As I mentioned in a previous post, the MBTA v. MIT scenario is extremely distasteful to me. I do believe the MIT students have a "right" to disclose the information they had. I also believe they increase risk in the process.
[If you are fully versed in the full disclosure discussion and already have a firm position, no need to read further.]
Bruce Schneier has another Wired.com column out about disclosure. Here are my comments:
- Even though it may "feel right" for security professionals to disclose as much information as possible, it provably increases risk for everyone.
- There is a much more cost effective,appropriate way to "force" vendors to improve their code - by letting them respond to real incidents. Only 3-10% of vulnerabilities are ever exploited, so we are better off focusing on those that are, and historical information shows that disclosure does not help here.
- Only a tiny fraction of all the vulnerabilities in the world are ever found, so discovery and disclosure needs to ramp up by orders of magnitude or else it is simply security theater - there are too many other vulnerabilities for bad guys to exploit.
- Since only a tiny fraction of vulns are ever found, and there are so many available, there is no reason to believe that the good guys will find the same vulnerabilities as the bad guys unless you believe in collusion between the two. Statistically,random collisions are highly unlikely and we'd need to find substantially all of the same ones that the bad guys do in order to be effective - close to impossible.
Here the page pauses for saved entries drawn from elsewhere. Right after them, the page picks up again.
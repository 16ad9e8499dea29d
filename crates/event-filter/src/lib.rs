//! Change event filters.
//!
//! A destination carries a [`FilterChain`]. An event is dropped for that
//! destination when any filter in the chain matches it. Filters are
//! configured as tagged JSON objects:
//!
//! ```rust
//! use event_filter::FilterChain;
//! use sync_core::{ChangeAction, ChangeEvent, ColumnDef, RowValue};
//!
//! let chain: FilterChain = serde_json::from_str(
//!     r#"[{"type": "table", "ignoreActions": ["delete"]}]"#,
//! ).unwrap();
//!
//! let event = ChangeEvent::new(
//!     "shop",
//!     "orders",
//!     ChangeAction::Delete,
//!     vec![ColumnDef::new("id", 0, true)],
//!     vec![vec![RowValue::Int(1)]],
//! );
//! assert!(chain.filtered(&event));
//! ```

mod data;
mod table;

pub use data::DataFilter;
pub use table::TableFilter;

use serde::{Deserialize, Serialize};
use sync_core::ChangeEvent;

/// Decides whether an event is excluded for a destination.
pub trait EventFilter {
    /// Returns true when the event must be dropped.
    fn matches(&self, event: &ChangeEvent) -> bool;
}

/// The closed set of filter kinds a destination can be configured with.
#[derive(Debug, Clone, Serialize, Deserialize)]
#[serde(tag = "type", rename_all = "lowercase")]
pub enum Filter {
    Table(TableFilter),
    Data(DataFilter),
}

impl EventFilter for Filter {
    fn matches(&self, event: &ChangeEvent) -> bool {
        match self {
            Filter::Table(f) => f.matches(event),
            Filter::Data(f) => f.matches(event),
        }
    }
}

impl From<TableFilter> for Filter {
    fn from(f: TableFilter) -> Self {
        Filter::Table(f)
    }
}

impl From<DataFilter> for Filter {
    fn from(f: DataFilter) -> Self {
        Filter::Data(f)
    }
}

/// Ordered filters combined with OR.
#[derive(Debug, Clone, Default, Serialize, Deserialize)]
#[serde(transparent)]
pub struct FilterChain {
    filters: Vec<Filter>,
}

impl FilterChain {
    pub fn new(filters: Vec<Filter>) -> Self {
        Self { filters }
    }

    pub fn is_empty(&self) -> bool {
        self.filters.is_empty()
    }

    pub fn len(&self) -> usize {
        self.filters.len()
    }

    pub fn filters(&self) -> &[Filter] {
        &self.filters
    }

    /// True when any filter matches.
    pub fn filtered(&self, event: &ChangeEvent) -> bool {
        self.filters.iter().any(|f| f.matches(event))
    }
}

impl From<Vec<Filter>> for FilterChain {
    fn from(filters: Vec<Filter>) -> Self {
        Self::new(filters)
    }
}
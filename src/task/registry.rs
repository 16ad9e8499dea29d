//! Process-wide set of running tasks.

use std::collections::HashMap;
use std::sync::{Arc, Mutex, MutexGuard};

use tracing::{info, warn};

use super::ReplicationTask;

#[derive(Default)]
struct Entries {
    running: HashMap<i64, Arc<ReplicationTask>>,
    last_errors: HashMap<i64, String>,
}

/// Running tasks keyed by task id.
///
/// Registration is a single check-and-insert under one lock, so two
/// instances of the same task can never both be registered.
#[derive(Default)]
pub struct TaskRegistry {
    entries: Mutex<Entries>,
}

impl TaskRegistry {
    pub fn new() -> Self {
        Self::default()
    }

    fn lock(&self) -> MutexGuard<'_, Entries> {
        self.entries.lock().unwrap_or_else(|e| e.into_inner())
    }

    /// Insert `task` unless its id is already registered.
    pub fn try_register(&self, task: Arc<ReplicationTask>) -> bool {
        let mut entries = self.lock();
        let id = task.id();
        if entries.running.contains_key(&id) {
            return false;
        }
        entries.running.insert(id, task);
        entries.last_errors.remove(&id);
        true
    }

    pub fn remove(&self, id: i64) -> Option<Arc<ReplicationTask>> {
        self.lock().running.remove(&id)
    }

    pub fn get(&self, id: i64) -> Option<Arc<ReplicationTask>> {
        self.lock().running.get(&id).cloned()
    }

    pub fn contains(&self, id: i64) -> bool {
        self.lock().running.contains_key(&id)
    }

    pub fn running_ids(&self) -> Vec<i64> {
        let mut ids: Vec<i64> = self.lock().running.keys().copied().collect();
        ids.sort_unstable();
        ids
    }

    pub fn len(&self) -> usize {
        self.lock().running.len()
    }

    pub fn is_empty(&self) -> bool {
        self.len() == 0
    }

    /// Remember why a task last failed, shown by the control plane.
    pub fn record_error(&self, id: i64, error: String) {
        warn!(task = id, "Task failed: {error}");
        self.lock().last_errors.insert(id, error);
    }

    pub fn last_error(&self, id: i64) -> Option<String> {
        self.lock().last_errors.get(&id).cloned()
    }

    /// Stop every running task.
    pub async fn stop_all(&self) {
        let tasks: Vec<Arc<ReplicationTask>> = self.lock().running.values().cloned().collect();
        if !tasks.is_empty() {
            info!("Stopping {} running tasks", tasks.len());
        }
        for task in tasks {
            task.stop().await;
        }
    }
}
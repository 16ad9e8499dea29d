//! Streaming source and event handler traits.

use std::sync::Arc;

use anyhow::Result;
use async_trait::async_trait;
use checkpoint::BinlogPosition;
use sync_core::ChangeEvent;

/// Receives changes and stream lifecycle notifications.
///
/// Calls are made one at a time, in stream order. Returning an error from
/// `on_rows` stops the stream.
#[async_trait]
pub trait EventHandler: Send + Sync {
    async fn on_rows(&self, event: &ChangeEvent) -> Result<()>;

    /// The source moved to the next log file.
    async fn on_rotate(&self, _next: &BinlogPosition, _synced: &BinlogPosition) -> Result<()> {
        Ok(())
    }

    /// A schema change statement was applied at `next`.
    async fn on_ddl(&self, _next: &BinlogPosition, _query: &str, _synced: &BinlogPosition) -> Result<()> {
        Ok(())
    }

    /// Column metadata of a table was invalidated.
    async fn on_table_changed(&self, _schema: &str, _table: &str, _synced: &BinlogPosition) -> Result<()> {
        Ok(())
    }
}

/// A replication source with dump, seek and position primitives.
#[async_trait]
pub trait StreamingSource: Send + Sync {
    /// Bulk-load the configured tables as insert events.
    ///
    /// On success [`synced_position`](Self::synced_position) is where the
    /// snapshot logically ended.
    async fn dump(&self, handler: &dyn EventHandler) -> Result<()>;

    /// Whether a dump is configured.
    fn has_dump(&self) -> bool;

    /// Current head of the source's change log.
    async fn master_position(&self) -> Result<BinlogPosition>;

    /// Last position whose changes were fully handled.
    fn synced_position(&self) -> BinlogPosition;

    /// Stream changes from `position` until closed or failed.
    async fn run_from(&self, position: BinlogPosition, handler: Arc<dyn EventHandler>) -> Result<()>;

    /// Stop streaming and release connections.
    async fn close(&self);

    /// Seconds the stream lags behind the source.
    fn delay(&self) -> u32;
}
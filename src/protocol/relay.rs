//! Call sequencing against the header store and verifier contracts

use tracing::{error, info, warn, Instrument};

use crate::core::{BlockHeader, ProofWitness};
use crate::error::{Error, Result};
use crate::protocol::artifacts::{ContractArtifact, Proof, VerificationKey};
use crate::protocol::contracts::{self, ContractCall};
use crate::protocol::rpc::{
    await_mined, await_mined_batch, submit_and_await, Address, GasParams, RelayRpc, TxHash,
    TxOutcome, TxParams, TxReceipt, WaitOptions,
};
use crate::utils::logging::LogContext;
use crate::utils::to_hex_prefixed;

/// Relay operations over any [`RelayRpc`] implementation.
///
/// Every method submits its transaction(s) once and waits for mining under
/// the configured [`WaitOptions`]. A failed or unmined transaction is an
/// error.
pub struct RelayClient<R> {
    rpc: R,
    tx: TxParams,
    wait: WaitOptions,
    log: LogContext,
}

impl<R: RelayRpc> RelayClient<R> {
    /// Create a client sending from `tx.from`
    pub fn new(rpc: R, tx: TxParams, wait: WaitOptions, log: LogContext) -> Self {
        let log = log.with_account(&to_hex_prefixed(tx.from.as_bytes()));
        Self { rpc, tx, wait, log }
    }

    /// Create a client sending from the node's first account
    pub async fn with_default_account(
        rpc: R,
        gas: GasParams,
        wait: WaitOptions,
        log: LogContext,
    ) -> Result<Self> {
        let from = rpc
            .accounts()
            .await?
            .into_iter()
            .next()
            .ok_or_else(|| Error::config("Node has no unlocked accounts"))?;
        Ok(Self::new(rpc, TxParams { from, gas }, wait, log))
    }

    /// Underlying RPC collaborator
    pub fn rpc(&self) -> &R {
        &self.rpc
    }

    /// Sending account
    pub fn sender(&self) -> Address {
        self.tx.from
    }

    /// Deploy a contract and return its address
    pub async fn deploy(&self, artifact: &ContractArtifact) -> Result<(Address, TxReceipt)> {
        let span = self
            .log
            .clone()
            .with_contract(artifact.name())
            .span("deploy");

        async {
            let tx_hash = self.rpc.deploy(artifact, &self.tx).await?;
            let receipt = await_mined(&self.rpc, tx_hash, &self.wait)
                .await?
                .into_receipt(&format!("deploy {}", artifact.name()))?;
            let address = receipt.contract_address()?;
            info!("Contract address = {}", to_hex_prefixed(address.as_bytes()));
            Ok::<_, Error>((address, receipt))
        }
        .instrument(span)
        .await
    }

    async fn transact(&self, contract: Address, call: ContractCall) -> Result<TxReceipt> {
        let span = self
            .log
            .clone()
            .with_contract(&to_hex_prefixed(contract.as_bytes()))
            .span(call.method());

        async {
            let receipt = submit_and_await(&self.rpc, contract, &call, &self.tx, &self.wait)
                .await?
                .into_receipt(call.method())?;
            info!(
                tx_hash = %receipt.transaction_hash,
                gas_used = ?receipt.gas_used_u64(),
                "{} mined",
                call.method()
            );
            Ok::<_, Error>(receipt)
        }
        .instrument(span)
        .await
    }

    /// Point the verifier at the header store it marks blocks verified in
    pub async fn link_verifier(&self, verifier: Address, store: Address) -> Result<TxReceipt> {
        self.transact(verifier, contracts::set_header_contract_addr(store)?)
            .await
    }

    /// Submit one header to the store
    pub async fn store_block_header(
        &self,
        store: Address,
        header: &BlockHeader,
    ) -> Result<TxReceipt> {
        info!(block_number = header.block_number, "Storing block");
        self.transact(store, contracts::store_block_header(header)?)
            .await
    }

    /// Ask the store to compute a stored header's hash
    pub async fn get_header_hash(&self, store: Address, block_number: u64) -> Result<TxReceipt> {
        self.transact(store, contracts::get_header_hash(block_number)?)
            .await
    }

    /// Upload the verification key's IC points, one transaction per point.
    ///
    /// All transactions are submitted before waiting on any of them.
    pub async fn update_verification_params(
        &self,
        verifier: Address,
        vk: &VerificationKey,
    ) -> Result<Vec<TxReceipt>> {
        let span = self
            .log
            .clone()
            .with_contract(&to_hex_prefixed(verifier.as_bytes()))
            .span("update_verification_params");

        async {
            let mut hashes = Vec::with_capacity(vk.ic.len());
            for (i, point) in vk.ic.iter().enumerate() {
                let sent = async {
                    let call = contracts::update_verification_params(i, point)?;
                    self.rpc.send_call(verifier, &call, &self.tx).await
                };
                match sent.await {
                    Ok(tx_hash) => hashes.push(tx_hash),
                    Err(e) => {
                        self.settle_partial_upload(i, &hashes).await;
                        return Err(e);
                    }
                }
            }

            let outcomes = await_mined_batch(&self.rpc, &hashes, &self.wait).await?;
            outcomes
                .into_iter()
                .enumerate()
                .map(|(i, outcome)| outcome.into_receipt(&format!("IC[{}] update", i)))
                .collect::<Result<Vec<_>>>()
        }
        .instrument(span)
        .await
    }

    /// Report and wait out the IC updates submitted before point `failed_at`
    async fn settle_partial_upload(&self, failed_at: usize, hashes: &[TxHash]) {
        if hashes.is_empty() {
            return;
        }
        warn!(
            failed_at,
            submitted = hashes.len(),
            tx_hashes = ?hashes,
            "IC upload interrupted, waiting for submitted updates"
        );
        match await_mined_batch(&self.rpc, hashes, &self.wait).await {
            Ok(outcomes) => {
                let confirmed = outcomes
                    .iter()
                    .filter(|o| matches!(o, TxOutcome::Confirmed(_)))
                    .count();
                warn!(
                    confirmed,
                    submitted = hashes.len(),
                    "Verifier holds a partial IC upload"
                );
            }
            Err(e) => error!(
                error = %e,
                tx_hashes = ?hashes,
                "Could not confirm submitted IC updates"
            ),
        }
    }

    /// Submit a proof with its public inputs
    pub async fn verify_proof(
        &self,
        verifier: Address,
        proof: &Proof,
        witness: &ProofWitness,
    ) -> Result<TxReceipt> {
        info!(
            last_verified_block = witness.last_verified_block,
            n_headers = witness.n_headers,
            "Submitting proof"
        );
        self.transact(verifier, contracts::verify_tx(proof, &witness.inputs())?)
            .await
    }
}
- Every risk manager knows that the attackers' costs are a key component to the probability of compromise. Secrecy, though not perfect, keeps the cost of attack at its highest point; the threat increases with disclosure. The vulnerability level stays the same whether disclosed or not.
- In order to encourage vendors to "build security properly rather than relying on shoddy design" one must define the level that is acceptable. If any single vulnerability is intolerable, then all software is shoddy and insecure and we should get rid of everything. If not, then we must answer the question of how many vulnerabilities are acceptable for some given software program.
As far as I can tell, there isn't any new ground here. I would certainly welcome any new arguments against the points I've made above. I know this all gets a bit repetitive, but I think it is important to highlight the contra-case every time someone brings up the topic.
I don't really get why you think this would have precipitated your attack technique. We've known about this problem for years. What I am trying to figure out is how many people could have figured it out prior to July 8th and how many people can execute it now. (If you are suggesting that lots of bad guys read the RFCs, I suppose I'll have to disagree).
Elapsed time is everything with this bug - sometimes you seem to suggest that this would have been hard to figure out - since you have been doing DNS for a long time - and sometimes you make it seem like it was easy.
I do agree that it would be far riskier just going public one day and that, should someone decide to go public, you did it in a way that would keep the risk at its lowest level of increase. It is not clear to me, however, why you think someone else would have invented this attack technique, and why they would be bad guys.
This is where things get tricky. Just when I think you are agreeing that you've increased risk, you say something like this. It calls to question the capability of all the folks assigned to manage, monitor, and secure DNS. You see, I think that if this technique was in widespread use, it would have been identified. Statistically, given all the vulnerabilities and attack techniques that have been and will be discovered and invented, it is highly unlikely that someone would have come across this one.
In any case, I believe your disclosure (and the inevitable exploit code) has made it far, far easier and obvious to folks who would never have known any better, and they will certainly be exploiting it.
I would do something about it. But I wouldn't be happy about it, and I wouldn't over-publicize it and intimate that everyone should be happy about it. Dan, I like positive press, too, but if you go back and look at what you've done, it was probably the biggest self-initiated ego-trip I've ever seen in bugfinding history.
Not only that, but I think it is arrogant to try to "order" people around with "Just.Patch.Now" kinds of assertions, when you have no clue what they have going on at their jobs and how this announcement fits into it. And when your supporters start getting self-righteous and calling people stupid for not patching, I find it even more offensive.
You found an arbitrary attack at an arbitrary time. There have been lots of these in the past and there will be many more to come. You say things like you can take down the "entire Web" (feel free to describe what you mean by that one, and why all those bad guys hadn't done it already if they are likely to have known about this).
Yes, your entire tone makes it clear that you think you've done a great thing and that everyone else should think that as well. You told me in my last blog post that I should be happy about this. The "security community" (i.e. other bugfinders) are pissed off for a different reason. But you seem to completely ignore the entire population of Internet users out there... and you've increased their risk.
I disagree - what I think is that we need to be secure without having to rely on bugfinding. There are plenty of opportunities for better representation of legitimate functionality (software safety data sheets) and enhanced monitoring. We will always be behind the game trying to deal with finding every flaw in the world.